マンションの長期修繕計画は、将来の修繕費を並べただけの一覧表ではありません。 それは 住環境と資産価値を守るための“運営ツール”であり、管理組合が未来を判断するための重要な基盤です。 当事務所では、長期修繕計画を「作って終わりの書類」ではなく、「マンション運営の中心にある“経営資料”」と捉えています。 ここでは、その計画を正しく運用するために不可欠な考え方をお伝えします。

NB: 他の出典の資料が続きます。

//! User channel: fill notifications for our own orders.

use futures::{SinkExt, StreamExt};
use rust_decimal::Decimal;
use serde::{Deserialize, Serialize};
use tokio::sync::{mpsc, watch};
use tokio_tungstenite::{connect_async, tungstenite::Message};
use tracing::{debug, error, info, warn};

use super::{backoff, ReconnectConfig};
use crate::error::WsError;
use crate::execution::FillEvent;
use crate::market::Leg;
use crate::signing::ApiCredentials;

#[derive(Debug, Deserialize)]
struct MakerOrder {
    order_id: String,
    #[serde(default)]
    owner: Option<String>,
    matched_amount: String,
    price: String,
    #[serde(default)]
    outcome: Option<String>,
}

#[derive(Debug, Deserialize)]
struct TradeMessage {
    event_type: Option<String>,
    #[serde(default)]
    status: Option<String>,
    #[serde(default)]
    trader_side: Option<String>,
    #[serde(default)]
    taker_order_id: Option<String>,
    #[serde(default)]
    size: Option<String>,
    #[serde(default)]
    price: Option<String>,
    #[serde(default)]
    outcome: Option<String>,
    #[serde(default)]
    maker_orders: Vec<MakerOrder>,
}

#[derive(Serialize)]
struct Auth<'a> {
    #[serde(rename = "apiKey")]
    api_key: &'a str,
    secret: &'a str,
    passphrase: &'a str,
}

#[derive(Serialize)]
struct Subscribe<'a> {
    auth: Auth<'a>,
    markets: &'a [String],
    #[serde(rename = "type")]
    channel: &'static str,
}

fn leg_of(outcome: Option<&str>) -> Option<Leg> {
    outcome.and_then(|o| o.parse().ok())
}

/// Extract our fills from one user-channel frame.
///
/// Only `MATCHED` trades count; later status updates for the same trade
/// would otherwise be applied again. The taker side is ours unless the
/// event says we were the maker, in which case the maker entries owned by
/// `api_key` are reported instead.
pub fn parse_fill_events(text: &str, api_key: Option<&str>) -> Vec<FillEvent> {
    let messages: Vec<TradeMessage> = if text.trim_start().starts_with('[') {
        serde_json::from_str(text).unwrap_or_default()
    } else {
        serde_json::from_str(text).map(|m| vec![m]).unwrap_or_default()
    };

    let mut fills = Vec::new();
    for msg in messages {
        if msg.event_type.as_deref() != Some("trade")
            || !msg.status.as_deref().is_some_and(|s| s.eq_ignore_ascii_case("MATCHED"))
        {
            continue;
        }

        let maker = msg
            .trader_side
            .as_deref()
            .is_some_and(|s| s.eq_ignore_ascii_case("MAKER"));

        if maker {
            for order in &msg.maker_orders {
                if api_key.is_some() && order.owner.as_deref() != api_key {
                    continue;
                }
                let (Ok(size), Ok(price)) = (order.matched_amount.parse(), order.price.parse())
                else {
                    continue;
                };
                fills.push(FillEvent {
                    order_id: order.order_id.clone(),
                    leg: leg_of(order.outcome.as_deref()),
                    size,
                    price,
                });
            }
            continue;
        }

        let (Some(order_id), Some(size), Some(price)) = (
            msg.taker_order_id,
            msg.size.as_deref().and_then(|s| s.parse::<Decimal>().ok()),
            msg.price.as_deref().and_then(|p| p.parse::<Decimal>().ok()),
        ) else {
            continue;
        };
        fills.push(FillEvent {
            order_id,
            leg: leg_of(msg.outcome.as_deref()),
            size,
            price,
        });
    }
    fills
}

/// Authenticated user-channel listener.
pub struct UserSocket {
    ws_url: String,
    reconnect: ReconnectConfig,
    credentials: ApiCredentials,
    fills: mpsc::Sender<FillEvent>,
}

impl UserSocket {
    /// Socket forwarding fills into `fills`.
    pub fn new(
        ws_url: impl Into<String>,
        reconnect: ReconnectConfig,
        credentials: ApiCredentials,
        fills: mpsc::Sender<FillEvent>,
    ) -> Self {
        Self {
            ws_url: ws_url.into(),
            reconnect,
            credentials,
            fills,
        }
    }

    async fn session(
        &self,
        markets: &[String],
        markets_rx: &mut watch::Receiver<Vec<String>>,
        shutdown: &mut watch::Receiver<bool>,
    ) -> Result<(), WsError> {
        let url = format!("{}/ws/user", self.ws_url.trim_end_matches('/'));
        info!(url = %url, markets = markets.len(), "Connecting user WebSocket");

        let (ws_stream, _) = connect_async(&url)
            .await
            .map_err(|e| WsError::ConnectionFailed(e.to_string()))?;
        let (mut write, mut read) = ws_stream.split();

        let subscribe = serde_json::to_string(&Subscribe {
            auth: Auth {
                api_key: &self.credentials.key,
                secret: &self.credentials.secret,
                passphrase: &self.credentials.passphrase,
            },
            markets,
            channel: "user",
        })
        .map_err(|e| WsError::SendFailed(e.to_string()))?;
        write
            .send(Message::Text(subscribe))
            .await
            .map_err(|e| WsError::SendFailed(e.to_string()))?;

        let mut heartbeat = tokio::time::interval(self.reconnect.heartbeat());
        heartbeat.tick().await;

        loop {
            tokio::select! {
                _ = shutdown.changed() => return Ok(()),
                _ = markets_rx.changed() => return Ok(()),
                _ = heartbeat.tick() => {
                    write
                        .send(Message::Ping(Vec::new()))
                        .await
                        .map_err(|e| WsError::SendFailed(e.to_string()))?;
                }
                msg = read.next() => match msg {
                    Some(Ok(Message::Text(text))) => {
                        metrics::counter!(crate::metrics::WS_MESSAGES_RECEIVED).increment(1);
                        for fill in parse_fill_events(&text, Some(&self.credentials.key)) {
                            debug!(order_id = %crate::utils::short_id(&fill.order_id), size = %fill.size, "fill");
                            if self.fills.send(fill).await.is_err() {
                                warn!("Fill receiver dropped");
                                return Ok(());
                            }
                        }
                    }
                    Some(Ok(Message::Close(frame))) => {
                        return Err(WsError::ConnectionClosed {
                            code: frame.as_ref().map(|f| u16::from(f.code)),
                            reason: frame.map(|f| f.reason.to_string()).unwrap_or_default(),
                        });
                    }
                    Some(Ok(_)) => {}
                    Some(Err(e)) => return Err(e.into()),
                    None => {
                        return Err(WsError::ConnectionClosed {
                            code: None,
                            reason: "stream ended".to_string(),
                        })
                    }
                },
            }
        }
    }

    /// Run until shutdown, following changes to the watched market set.
    pub async fn run(
        self,
        mut markets_rx: watch::Receiver<Vec<String>>,
        mut shutdown: watch::Receiver<bool>,
    ) {
        let mut attempt = 0u32;

        while !*shutdown.borrow() && !self.fills.is_closed() {
            let markets = markets_rx.borrow_and_update().clone();
            if markets.is_empty() {
                tokio::select! {
                    _ = markets_rx.changed() => continue,
                    _ = shutdown.changed() => break,
                }
            }

            match self.session(&markets, &mut markets_rx, &mut shutdown).await {
                Ok(()) => attempt = 0,
                Err(e) => {
                    error!(error = %e, attempt, "User WebSocket failed");
                    if !backoff(&self.reconnect, attempt, &mut shutdown).await {
                        break;
                    }
                    attempt = attempt.saturating_add(1);
                }
            }
        }
        info!("User WebSocket stopped");
    }
}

■ 1. 長期修繕計画は “作って終わり” ではありません
マンションは毎年状況が変わります。 修繕履歴 建物・設備の劣化状況 物価動向 積立金の収支 工事の実施状況 これらを計画に反映させることで、初めて計画は現実と一致します。 毎年の更新と5年ごとの見直しが、建物の寿命と積立金の健全性を守ります。
■ 2. 主役は管理組合
長期修繕計画は、管理会社でも設計者でもなく、管理組合自身が運用するものです。 主体的に計画を理解し、 年間予算 修繕積立金の見直し 次の大規模修繕の準備 合意形成 へ活かしてこそ、計画はマンションの将来に力を発揮します。
■ 3. 長期修繕計画は「積立金を安くするためのもの」ではありません
よくある誤解ですが、 “計画を作れば積立金が下がる” ということはありません。 むしろ、 適正な修繕 適正な周期 適正な予算 を明確にすることで、必要な積立金が“見える化”されます。 現実を透明化し、正しい判断ができる状態にするための計画です。
■ 4. 長期修繕計画は「誰が作っても同じ」ではありません
専門家による調査・分析・経験・判断が反映されるため、計画内容には大きな差が生まれます。 修繕周期の設定 劣化状況の読み取り 仕様・数量の正確さ 実勢価格の理解 建物固有の履歴の把握 次の大規模修繕への布石 これらが精度を左右し、マンションの将来コストに直結します。
■ 5. 計画を“運用する文化”が資産価値を守ります
長期修繕計画を持つだけでは十分ではありません。 大切なのは、次のような文化をマンション内に育てることです。
・住民全体が計画の意味を理解する
・計画を毎年の運営に活用する
・必要に応じて更新し続ける 修繕に備え、早めに議論しておく
この文化が定着したマンションほど、 資産価値が下がらず、安心して住み続けられる建物になります。